Well,this past week has been an adventure. Monday I discovered I was not expecting like I had thought. It was a disappointment. I had a good friend remind me that God is in charge and knows what is best for me and my family. This brought some comfort. I had another friend with whom I could talk a little and that seemed to take some weight off. Its funny, I was trying to decide: How does one act when they discovered they have miscarried? I don't want to be bitter, and I want to be there for my friends who are pregnant and having babies. I have two healthy little tykes. I wasn't far enough along to get too attached, I had been excited, but hadn't heard a heart beat. I felt like the feelings I was feeling were almost selfish. I know there are others out there who have miscarried many times, sometimes further along. I was glad my friend reminded me that God does know when it is right for my last one to come down. I just have to be patient. Okay, enough with this, other great things have happened since.

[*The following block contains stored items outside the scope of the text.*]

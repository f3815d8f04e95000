//! # Integration Stream Worker
//!
//! Runs the stream and data stages against Postgres and pgmq until Ctrl-C.
//! Configuration comes from `config/integration-stream.yaml` (or
//! `INTEGRATION_STREAM_CONFIG_PATH`) and `INTEGRATION_STREAM__*` variables.
//!
//! Platform processors are registered by the embedding deployment; a bare
//! worker consumes messages and records a `no_processor` error on every unit.

use anyhow::Context;
use integration_stream::cache::MemoryCache;
use integration_stream::config::WorkerConfig;
use integration_stream::database::{DatabaseConnection, DatabaseMigrations, PgStreamStore};
use integration_stream::logging::init_structured_logging;
use integration_stream::messaging::{PgmqTransport, QueueEmitter, QueueTransport};
use integration_stream::orchestration::{StreamWorker, WorkerServices};
use integration_stream::registry::ProcessorRegistry;
use std::sync::Arc;
use tracing::{info, warn};

#[tokio::main]
async fn main() -> anyhow::Result<()> {
    init_structured_logging();

    let config = WorkerConfig::load().context("loading worker configuration")?;
    config.validate().context("validating worker configuration")?;

    let max_connections = u32::try_from(config.max_concurrent_invocations + 2).unwrap_or(u32::MAX);
    let connection = DatabaseConnection::connect_with(&config.database_url, max_connections)
        .await
        .context("connecting to database")?;
    if !connection.health_check().await? {
        anyhow::bail!("database health check failed");
    }
    DatabaseMigrations::run_all(connection.pool())
        .await
        .context("running migrations")?;

    let pool = connection.pool().clone();
    let transport: Arc<dyn QueueTransport> = Arc::new(PgmqTransport::new(pool.clone()));
    let emitter = Arc::new(QueueEmitter::new(transport.clone(), config.queues.clone()));
    emitter
        .ensure_queues()
        .await
        .context("creating worker queues")?;

    let registry = Arc::new(ProcessorRegistry::new());
    if registry.platforms().is_empty() {
        warn!("No platform processors registered");
    }

    let services = WorkerServices::with_emitter(
        Arc::new(PgStreamStore::new(pool)),
        emitter,
        Arc::new(MemoryCache::new()),
        registry,
        Arc::new(config),
    );
    let worker = StreamWorker::new(services, transport);

    worker
        .run(async {
            if let Err(e) = tokio::signal::ctrl_c().await {
                warn!(error = %e, "Failed to listen for shutdown signal");
                std::future::pending::<()>().await;
            }
            info!("Shutdown signal received");
        })
        .await?;

    connection.close().await;
    Ok(())
}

We had a whole slue of friends over to have a farewell for some long time friends who are moving on and out. I have to admit, this is the first time I have actually been able to sit back and enjoy having a gathering at my home. Don't get me wrong, I love having friends over! However, this is the first time I didn't stress about weather or not the house was clean enough. I told myself that true friends will be glad to see that my house can be a bit chaotic at times too! It turned out I was able to get it mostly orderly(don't tell any one my vacuum is out of order, and I ran out of time for the mopping...) We had a potluck and everyone seemed to have a great time! When all was said and done you would have never known we had a herd of people over. It was great!!!
This weekend we have been enjoying Conference and listening to the leaders. There are several areas I can work on in bettering and improving myself. I will just start with one at a time and do my best.
So, that is what has been missed out on this past little blurb I have not written. Life is good and taking it one day at a time seems to be the way to go these days, so lets do it!